The US Air Force has a problem. While it bets its future on the stealth of the F-22 and F-35 fighters, that stealth has come at a cost: reduced weapon loads. To be stealthy, the aircraft both have to carry all of their weapons in internal bays, significantly limiting how many bombs and missiles they can carry to strike at targets on the surface and defend themselves from other fighters.

Without mounting weapons on external hard points on its wings—and creating a much bigger radar target as a consequence—the F-22 can carry just two air-to-air missiles and two JDAM bombs—though the new, smaller Small Diameter Bomb II (SDB II) allows it to carry eight bombs and two air-to-air missiles in the same space. The Air Force’s F-35A fighters delivered so far aren’t cleared for combat, and the first wave of F-35s being delivered to the Marine Corps (Block 2B) are restricted to two bombs and two air-to-air missiles because the software for more weapons hasn’t been finished.
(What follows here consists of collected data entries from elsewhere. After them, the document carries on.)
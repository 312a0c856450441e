//! Booking entry points. Every write to a staff member's calendar goes through
//! here: validate against the catalog, take the staff lease, re-check for
//! overlaps inside a transaction, then commit and notify.

use std::time::Duration;

use anyhow::Context;
use chrono::{DateTime, NaiveDate, NaiveDateTime, Utc};
use rusqlite::Connection;
use rust_decimal::{Decimal, RoundingStrategy};

use crate::db::{self, queries};
use crate::errors::SchedulingError;
use crate::models::{Booking, BookingStatus, Interval, PaymentStatus, Service, Shop, Staff};
use crate::services::availability;
use crate::services::conflict;
use crate::services::lifecycle::{self, PaymentEvent};
use crate::services::notifications::{self, BookingEvent, BookingEventKind};
use crate::services::staff_lock::StaffLease;
use crate::state::AppState;

#[derive(Debug, Clone)]
pub struct BookingRequest {
    pub shop_id: String,
    pub staff_id: String,
    pub service_id: String,
    pub user_id: String,
    /// Shop-local wall clock time.
    pub appointment_date_time: NaiveDateTime,
    pub notes: Option<String>,
}

struct Catalog {
    shop: Shop,
    staff: Staff,
    service: Service,
}

fn load_catalog(
    conn: &Connection,
    shop_id: &str,
    staff_id: &str,
    service_id: &str,
) -> Result<Catalog, SchedulingError> {
    let shop = queries::get_shop(conn, shop_id)?
        .ok_or_else(|| SchedulingError::NotFound(format!("shop {shop_id}")))?;
    let staff = queries::get_staff(conn, staff_id)?
        .ok_or_else(|| SchedulingError::NotFound(format!("staff {staff_id}")))?;
    let service = queries::get_service(conn, service_id)?
        .ok_or_else(|| SchedulingError::NotFound(format!("service {service_id}")))?;
    Ok(Catalog {
        shop,
        staff,
        service,
    })
}

fn check_eligible(c: &Catalog) -> Result<(), SchedulingError> {
    let reason = if !c.shop.active {
        "shop is inactive"
    } else if !c.staff.active {
        "staff member is inactive"
    } else if !c.service.active {
        "service is inactive"
    } else if c.staff.shop_id != c.shop.id {
        "staff member does not work at this shop"
    } else if c.service.shop_id != c.shop.id {
        "service is not offered by this shop"
    } else if !c.staff.offers(&c.service.id) {
        "staff member does not perform this service"
    } else {
        return Ok(());
    };
    Err(SchedulingError::NotEligible(reason.to_string()))
}

/// Steps 1 and 2 of booking: the entities resolve, are eligible, and `at` is
/// one of the computed slots for its day.
fn validate_request(
    conn: &Connection,
    req: &BookingRequest,
    now: DateTime<Utc>,
) -> Result<Catalog, SchedulingError> {
    let catalog = load_catalog(conn, &req.shop_id, &req.staff_id, &req.service_id)?;
    check_eligible(&catalog)?;

    let at = req.appointment_date_time;
    let slots = availability::compute_slots(
        &catalog.shop,
        &catalog.staff,
        &catalog.service,
        at.date(),
        catalog.shop.local_now(now),
    )?;
    if !slots.contains(&at) {
        return Err(SchedulingError::SlotUnavailable);
    }
    Ok(catalog)
}

const MONEY_DP: u32 = 2;

fn money(amount: Decimal) -> Decimal {
    let mut amount = amount.round_dp_with_strategy(MONEY_DP, RoundingStrategy::MidpointAwayFromZero);
    amount.rescale(MONEY_DP);
    amount
}

fn advance_amount(total: Decimal, percentage: u32) -> Decimal {
    money(total * Decimal::from(percentage) / Decimal::from(100))
}

fn lock_timeout(state: &AppState) -> Duration {
    Duration::from_millis(state.config.lock_timeout_ms)
}

fn notify(state: &AppState, kind: BookingEventKind, booking: &Booking) {
    notifications::dispatch(state.notifier.clone(), BookingEvent::new(kind, booking));
}

pub async fn create_booking(
    state: &AppState,
    req: BookingRequest,
    now: DateTime<Utc>,
) -> Result<Booking, SchedulingError> {
    // optimistic pass, no lease yet
    {
        let conn = db::lock(&state.db);
        validate_request(&conn, &req, now)?;
    }

    let _lease = StaffLease::acquire(
        &state.db,
        &req.staff_id,
        lock_timeout(state),
        state.config.lock_lease_secs,
    )
    .await?;

    let booking = {
        let mut conn = db::lock(&state.db);
        let tx = conn.transaction().context("failed to begin booking transaction")?;

        // catalog may have changed while waiting for the lease
        let Catalog { shop, service, .. } = validate_request(&tx, &req, now)?;

        let candidate = Interval::occupied(req.appointment_date_time, service.occupied_minutes());
        if conflict::has_conflict(&tx, &req.staff_id, &candidate, None)? {
            tracing::info!(
                staff_id = %req.staff_id,
                at = %req.appointment_date_time,
                "booking lost the race for its slot"
            );
            return Err(SchedulingError::SlotConflict);
        }

        let local_now = shop.local_now(now);
        let total = money(service.price);
        let booking = Booking {
            id: uuid::Uuid::new_v4().to_string(),
            shop_id: shop.id.clone(),
            staff_id: req.staff_id.clone(),
            service_id: service.id.clone(),
            user_id: req.user_id.clone(),
            appointment_date_time: req.appointment_date_time,
            duration_minutes: service.duration_minutes,
            buffer_minutes: service.buffer_time_minutes,
            status: BookingStatus::Pending,
            payment_status: PaymentStatus::Pending,
            notes: req.notes.clone(),
            total_amount: total,
            advance_amount: advance_amount(total, shop.settings.advance_payment_percentage),
            cancellation_reason: None,
            cancelled_at: None,
            created_at: local_now,
            updated_at: local_now,
        };

        queries::create_booking(&tx, &booking)?;
        tx.commit().context("failed to commit booking")?;
        booking
    };

    tracing::info!(
        booking_id = %booking.id,
        staff_id = %booking.staff_id,
        at = %booking.appointment_date_time,
        "booking created"
    );
    notify(state, BookingEventKind::Created, &booking);
    Ok(booking)
}

// ── Reads ──

pub fn get_booking(state: &AppState, booking_id: &str) -> Result<Booking, SchedulingError> {
    let conn = db::lock(&state.db);
    load_booking(&conn, booking_id)
}

fn load_booking(conn: &Connection, booking_id: &str) -> Result<Booking, SchedulingError> {
    queries::get_booking_by_id(conn, booking_id)?
        .ok_or_else(|| SchedulingError::NotFound(format!("booking {booking_id}")))
}

pub fn list_bookings(
    state: &AppState,
    owner: queries::BookingOwner<'_>,
    from: Option<NaiveDateTime>,
    to: Option<NaiveDateTime>,
) -> Result<Vec<Booking>, SchedulingError> {
    if let (Some(from), Some(to)) = (from, to) {
        Interval::new(from, to).ok_or_else(|| {
            SchedulingError::InvalidRequest(format!("range {from} to {to} is empty"))
        })?;
    }
    let conn = db::lock(&state.db);
    Ok(queries::list_bookings(&conn, owner, from.as_ref(), to.as_ref())?)
}

/// Computed slots for `date` minus those already taken. A hint only; the
/// answer can change before the caller books.
pub fn available_slots(
    state: &AppState,
    shop_id: &str,
    staff_id: &str,
    service_id: &str,
    date: NaiveDate,
    now: DateTime<Utc>,
) -> Result<Vec<NaiveDateTime>, SchedulingError> {
    let conn = db::lock(&state.db);
    let c = load_catalog(&conn, shop_id, staff_id, service_id)?;

    let slots =
        availability::compute_slots(&c.shop, &c.staff, &c.service, date, c.shop.local_now(now))?;
    if slots.is_empty() {
        return Ok(slots);
    }

    let existing = queries::get_overlapping_bookings(
        &conn,
        staff_id,
        &conflict::day_window(date),
        &BookingStatus::BLOCKING,
    )?;
    Ok(conflict::without_conflicts(
        slots,
        c.service.occupied_minutes(),
        &existing,
    ))
}

// ── Transitions ──

/// Conditional write of `booking`. If the stored status moved away from
/// `expected` meanwhile, reports the transition as illegal from the status
/// that is actually stored now.
fn persist(
    conn: &Connection,
    booking: &Booking,
    expected: BookingStatus,
) -> Result<(), SchedulingError> {
    if queries::update_booking(conn, booking, expected)? {
        return Ok(());
    }
    let current = load_booking(conn, &booking.id)?;
    tracing::info!(
        booking_id = %booking.id,
        expected = %expected,
        actual = %current.status,
        "booking changed concurrently"
    );
    Err(SchedulingError::InvalidStateTransition {
        from: current.status,
        to: booking.status,
    })
}

fn shop_now(conn: &Connection, booking: &Booking, now: DateTime<Utc>) -> Result<NaiveDateTime, SchedulingError> {
    let shop = queries::get_shop(conn, &booking.shop_id)?
        .ok_or_else(|| SchedulingError::NotFound(format!("shop {}", booking.shop_id)))?;
    Ok(shop.local_now(now))
}

pub fn cancel_booking(
    state: &AppState,
    booking_id: &str,
    reason: Option<String>,
    now: DateTime<Utc>,
) -> Result<Booking, SchedulingError> {
    let booking = {
        let conn = db::lock(&state.db);
        let mut booking = load_booking(&conn, booking_id)?;
        let expected = booking.status;
        let local_now = shop_now(&conn, &booking, now)?;

        lifecycle::cancel(&mut booking, reason, local_now)?;
        persist(&conn, &booking, expected)?;
        booking
    };

    tracing::info!(booking_id, "booking cancelled");
    notify(state, BookingEventKind::Cancelled, &booking);
    Ok(booking)
}

/// Shop-side status change: check-in, completion, no-show, cancellation.
pub fn update_status(
    state: &AppState,
    booking_id: &str,
    to: BookingStatus,
    now: DateTime<Utc>,
) -> Result<Booking, SchedulingError> {
    if to == BookingStatus::Cancelled {
        return cancel_booking(state, booking_id, None, now);
    }

    let booking = {
        let conn = db::lock(&state.db);
        let mut booking = load_booking(&conn, booking_id)?;
        let expected = booking.status;
        let local_now = shop_now(&conn, &booking, now)?;

        lifecycle::transition(&mut booking, to, local_now)?;
        persist(&conn, &booking, expected)?;
        booking
    };

    tracing::info!(booking_id, status = %to, "booking status updated");
    if to == BookingStatus::Confirmed {
        notify(state, BookingEventKind::Confirmed, &booking);
    }
    Ok(booking)
}

/// Moves a pending or confirmed future booking to another computed slot.
pub async fn reschedule_booking(
    state: &AppState,
    booking_id: &str,
    new_time: NaiveDateTime,
    now: DateTime<Utc>,
) -> Result<Booking, SchedulingError> {
    let staff_id = {
        let conn = db::lock(&state.db);
        check_reschedulable(&conn, booking_id, new_time, now)?.staff_id
    };

    let _lease = StaffLease::acquire(
        &state.db,
        &staff_id,
        lock_timeout(state),
        state.config.lock_lease_secs,
    )
    .await?;

    let booking = {
        let mut conn = db::lock(&state.db);
        let tx = conn
            .transaction()
            .context("failed to begin reschedule transaction")?;

        let mut booking = check_reschedulable(&tx, booking_id, new_time, now)?;
        let expected = booking.status;

        let candidate = Interval::occupied(
            new_time,
            booking.duration_minutes.saturating_add(booking.buffer_minutes),
        );
        if conflict::has_conflict(&tx, &booking.staff_id, &candidate, Some(booking_id))? {
            return Err(SchedulingError::SlotConflict);
        }

        booking.appointment_date_time = new_time;
        booking.updated_at = shop_now(&tx, &booking, now)?;
        persist(&tx, &booking, expected)?;
        tx.commit().context("failed to commit reschedule")?;
        booking
    };

    tracing::info!(booking_id, at = %new_time, "booking rescheduled");
    notify(state, BookingEventKind::Rescheduled, &booking);
    Ok(booking)
}

fn check_reschedulable(
    conn: &Connection,
    booking_id: &str,
    new_time: NaiveDateTime,
    now: DateTime<Utc>,
) -> Result<Booking, SchedulingError> {
    let booking = load_booking(conn, booking_id)?;
    if !matches!(
        booking.status,
        BookingStatus::Pending | BookingStatus::Confirmed
    ) {
        return Err(SchedulingError::InvalidRequest(format!(
            "a {} booking cannot be rescheduled",
            booking.status
        )));
    }

    let mut catalog = load_catalog(conn, &booking.shop_id, &booking.staff_id, &booking.service_id)?;
    check_eligible(&catalog)?;
    let local_now = catalog.shop.local_now(now);
    if booking.appointment_date_time <= local_now {
        return Err(SchedulingError::InvalidRequest(
            "the appointment has already started".to_string(),
        ));
    }

    // slot fit is judged with the length the customer booked
    catalog.service.duration_minutes = booking.duration_minutes;
    catalog.service.buffer_time_minutes = booking.buffer_minutes;
    let slots = availability::compute_slots(
        &catalog.shop,
        &catalog.staff,
        &catalog.service,
        new_time.date(),
        local_now,
    )?;
    if !slots.contains(&new_time) {
        return Err(SchedulingError::SlotUnavailable);
    }
    Ok(booking)
}

// ── Payments ──

/// Callback from the payment collaborator.
pub fn payment_event(
    state: &AppState,
    booking_id: &str,
    event: PaymentEvent,
    now: DateTime<Utc>,
) -> Result<Booking, SchedulingError> {
    let booking = {
        let conn = db::lock(&state.db);
        let mut booking = load_booking(&conn, booking_id)?;
        let expected = booking.status;
        let local_now = shop_now(&conn, &booking, now)?;

        lifecycle::apply_payment(&mut booking, event, local_now)?;
        persist(&conn, &booking, expected)?;
        booking
    };

    tracing::info!(
        booking_id,
        payment_status = %booking.payment_status,
        status = %booking.status,
        "payment recorded"
    );
    if event == PaymentEvent::Completed {
        notify(state, BookingEventKind::Confirmed, &booking);
    }
    Ok(booking)
}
So, what are these multimillion-dollar aircraft supposed to do once they’ve emptied their weapon bays? That is where the Air Force’s research and development plans, detailed in the 2017 Defense Department budget request being sent to Congress this month, come in: the Air Force wants to develop an arsenal plane. Defense Secretary Ashton Carter described the arsenal plane as “a flying launch pad for all sorts of different conventional payloads. In practice, the arsenal plane will function as a very large airborne magazine, networked to 5th-generation aircraft that act as forward sensor and targeting nodes.”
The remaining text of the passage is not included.